+++ Available data +++

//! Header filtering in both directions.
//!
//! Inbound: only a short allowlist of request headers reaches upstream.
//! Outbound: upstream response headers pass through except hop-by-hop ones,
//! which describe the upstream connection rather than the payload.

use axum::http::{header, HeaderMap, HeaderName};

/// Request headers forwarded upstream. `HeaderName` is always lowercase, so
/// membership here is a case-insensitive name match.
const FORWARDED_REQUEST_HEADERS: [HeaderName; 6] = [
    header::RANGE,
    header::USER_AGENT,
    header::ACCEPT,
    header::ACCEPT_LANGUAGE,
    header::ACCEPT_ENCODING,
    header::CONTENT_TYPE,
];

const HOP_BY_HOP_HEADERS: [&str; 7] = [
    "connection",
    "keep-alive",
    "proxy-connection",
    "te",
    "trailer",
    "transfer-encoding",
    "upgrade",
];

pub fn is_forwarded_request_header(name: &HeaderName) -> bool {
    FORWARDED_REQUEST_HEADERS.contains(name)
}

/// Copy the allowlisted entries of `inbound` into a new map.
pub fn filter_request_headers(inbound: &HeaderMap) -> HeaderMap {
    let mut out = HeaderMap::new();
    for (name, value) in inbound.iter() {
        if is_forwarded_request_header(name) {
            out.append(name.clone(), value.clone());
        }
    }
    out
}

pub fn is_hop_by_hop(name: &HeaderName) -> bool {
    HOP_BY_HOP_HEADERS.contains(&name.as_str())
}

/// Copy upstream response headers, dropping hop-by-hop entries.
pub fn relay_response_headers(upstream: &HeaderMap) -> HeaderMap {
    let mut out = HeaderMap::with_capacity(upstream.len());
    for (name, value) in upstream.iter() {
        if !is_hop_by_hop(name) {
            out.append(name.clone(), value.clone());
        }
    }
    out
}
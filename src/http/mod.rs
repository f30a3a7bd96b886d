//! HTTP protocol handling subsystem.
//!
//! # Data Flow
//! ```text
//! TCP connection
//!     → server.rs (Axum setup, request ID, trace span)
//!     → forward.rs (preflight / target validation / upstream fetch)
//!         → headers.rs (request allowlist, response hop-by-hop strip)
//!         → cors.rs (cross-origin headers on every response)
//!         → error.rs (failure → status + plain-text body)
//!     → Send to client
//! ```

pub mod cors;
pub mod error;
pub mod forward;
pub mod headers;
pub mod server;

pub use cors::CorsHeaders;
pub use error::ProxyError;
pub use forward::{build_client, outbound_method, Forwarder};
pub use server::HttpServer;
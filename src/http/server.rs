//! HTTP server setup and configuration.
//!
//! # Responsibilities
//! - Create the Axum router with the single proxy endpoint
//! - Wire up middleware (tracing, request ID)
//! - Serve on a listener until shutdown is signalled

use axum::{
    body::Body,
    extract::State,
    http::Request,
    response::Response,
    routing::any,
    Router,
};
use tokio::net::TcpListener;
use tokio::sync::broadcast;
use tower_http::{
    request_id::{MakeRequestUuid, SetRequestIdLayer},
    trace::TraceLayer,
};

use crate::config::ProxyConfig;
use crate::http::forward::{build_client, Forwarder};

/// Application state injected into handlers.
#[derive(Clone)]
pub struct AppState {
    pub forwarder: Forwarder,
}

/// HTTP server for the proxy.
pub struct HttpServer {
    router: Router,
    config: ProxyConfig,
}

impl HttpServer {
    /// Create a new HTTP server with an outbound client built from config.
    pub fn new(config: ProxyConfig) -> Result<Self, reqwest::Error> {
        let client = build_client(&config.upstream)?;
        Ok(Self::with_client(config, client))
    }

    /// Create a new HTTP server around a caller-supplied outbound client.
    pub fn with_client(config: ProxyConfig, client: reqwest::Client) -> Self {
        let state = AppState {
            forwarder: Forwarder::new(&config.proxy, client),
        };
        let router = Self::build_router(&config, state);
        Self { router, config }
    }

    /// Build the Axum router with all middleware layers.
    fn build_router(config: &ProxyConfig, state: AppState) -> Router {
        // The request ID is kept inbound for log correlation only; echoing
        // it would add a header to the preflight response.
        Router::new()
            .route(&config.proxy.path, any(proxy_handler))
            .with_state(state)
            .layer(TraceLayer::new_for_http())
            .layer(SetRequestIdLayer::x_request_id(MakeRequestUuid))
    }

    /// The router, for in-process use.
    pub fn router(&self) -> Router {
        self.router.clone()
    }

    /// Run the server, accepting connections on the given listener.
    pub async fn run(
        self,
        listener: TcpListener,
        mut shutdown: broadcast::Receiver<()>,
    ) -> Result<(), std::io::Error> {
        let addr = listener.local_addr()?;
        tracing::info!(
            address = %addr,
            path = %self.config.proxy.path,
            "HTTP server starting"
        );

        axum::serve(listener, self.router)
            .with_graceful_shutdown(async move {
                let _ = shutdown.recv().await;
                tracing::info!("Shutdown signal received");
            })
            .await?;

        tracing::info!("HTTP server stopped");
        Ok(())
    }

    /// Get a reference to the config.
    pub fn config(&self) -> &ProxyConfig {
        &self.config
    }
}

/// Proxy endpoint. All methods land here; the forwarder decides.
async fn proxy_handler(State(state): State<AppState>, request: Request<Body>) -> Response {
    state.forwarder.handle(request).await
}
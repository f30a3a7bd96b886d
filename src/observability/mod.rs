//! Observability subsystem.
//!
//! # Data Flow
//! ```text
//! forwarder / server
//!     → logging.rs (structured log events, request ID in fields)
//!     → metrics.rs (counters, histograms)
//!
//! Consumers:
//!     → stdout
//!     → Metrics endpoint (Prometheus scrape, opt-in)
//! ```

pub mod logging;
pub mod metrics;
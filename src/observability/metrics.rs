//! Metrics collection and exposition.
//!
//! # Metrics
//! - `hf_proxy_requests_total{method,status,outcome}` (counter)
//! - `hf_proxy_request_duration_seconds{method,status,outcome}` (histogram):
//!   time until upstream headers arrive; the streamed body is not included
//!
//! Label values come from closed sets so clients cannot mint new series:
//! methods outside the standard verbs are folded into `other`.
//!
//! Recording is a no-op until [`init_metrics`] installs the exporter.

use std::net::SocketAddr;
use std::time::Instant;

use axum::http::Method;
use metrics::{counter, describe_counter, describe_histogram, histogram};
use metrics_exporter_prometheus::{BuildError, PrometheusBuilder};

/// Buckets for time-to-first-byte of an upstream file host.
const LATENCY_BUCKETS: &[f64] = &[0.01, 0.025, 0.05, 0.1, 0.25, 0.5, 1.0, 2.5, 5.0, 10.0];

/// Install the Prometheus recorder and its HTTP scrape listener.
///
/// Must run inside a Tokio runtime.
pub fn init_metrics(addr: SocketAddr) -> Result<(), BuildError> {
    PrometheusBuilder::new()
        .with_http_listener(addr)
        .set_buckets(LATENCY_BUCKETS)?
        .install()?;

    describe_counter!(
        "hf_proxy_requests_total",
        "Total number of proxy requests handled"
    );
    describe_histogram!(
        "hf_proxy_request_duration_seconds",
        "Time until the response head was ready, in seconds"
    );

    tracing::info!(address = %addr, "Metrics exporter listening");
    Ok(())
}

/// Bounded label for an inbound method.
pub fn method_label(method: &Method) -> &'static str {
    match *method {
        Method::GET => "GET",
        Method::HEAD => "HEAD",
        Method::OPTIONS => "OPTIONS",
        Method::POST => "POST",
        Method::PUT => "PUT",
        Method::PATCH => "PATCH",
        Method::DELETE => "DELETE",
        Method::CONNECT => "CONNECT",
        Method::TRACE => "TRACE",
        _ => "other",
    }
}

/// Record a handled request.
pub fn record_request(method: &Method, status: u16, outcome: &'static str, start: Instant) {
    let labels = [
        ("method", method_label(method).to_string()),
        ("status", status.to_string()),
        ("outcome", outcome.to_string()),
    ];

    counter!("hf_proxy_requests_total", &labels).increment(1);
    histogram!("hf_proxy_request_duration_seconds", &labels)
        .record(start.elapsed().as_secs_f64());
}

+++

● **What to work on**: Transcribe the lines above between the line holding "the preflight response." and the line holding "Label values come", inclusive, exactly as they stand and with nothing added.

● **Response to this task**:
        // it would add a header to the preflight response.
        Router::new()
            .route(&config.proxy.path, any(proxy_handler))
            .with_state(state)
            .layer(TraceLayer::new_for_http())
            .layer(SetRequestIdLayer::x_request_id(MakeRequestUuid))
    }

    /// The router, for in-process use.
    pub fn router(&self) -> Router {
        self.router.clone()
    }

    /// Run the server, accepting connections on the given listener.
    pub async fn run(
        self,
        listener: TcpListener,
        mut shutdown: broadcast::Receiver<()>,
    ) -> Result<(), std::io::Error> {
        let addr = listener.local_addr()?;
        tracing::info!(
            address = %addr,
            path = %self.config.proxy.path,
            "HTTP server starting"
        );

        axum::serve(listener, self.router)
            .with_graceful_shutdown(async move {
                let _ = shutdown.recv().await;
                tracing::info!("Shutdown signal received");
            })
            .await?;

        tracing::info!("HTTP server stopped");
        Ok(())
    }

    /// Get a reference to the config.
    pub fn config(&self) -> &ProxyConfig {
        &self.config
    }
}

/// Proxy endpoint. All methods land here; the forwarder decides.
async fn proxy_handler(State(state): State<AppState>, request: Request<Body>) -> Response {
    state.forwarder.handle(request).await
}
repository f30a3a7bd96b886d
filename src/observability/mod.rs
//! Observability subsystem.
//!
//! # Data Flow
//! ```text
//! forwarder / server
//!     → logging.rs (structured log events, request ID in fields)
//!     → metrics.rs (counters, histograms)
//!
//! Consumers:
//!     → stdout
//!     → Metrics endpoint (Prometheus scrape, opt-in)
//! ```

pub mod logging;
pub mod metrics;
filename src/observability/metrics.rs
//! Metrics collection and exposition.
//!
//! # Metrics
//! - `hf_proxy_requests_total{method,status,outcome}` (counter)
//! - `hf_proxy_request_duration_seconds{method,status,outcome}` (histogram):
//!   time until upstream headers arrive; the streamed body is not included
//!
//! Label values come from closed sets so clients cannot mint new series:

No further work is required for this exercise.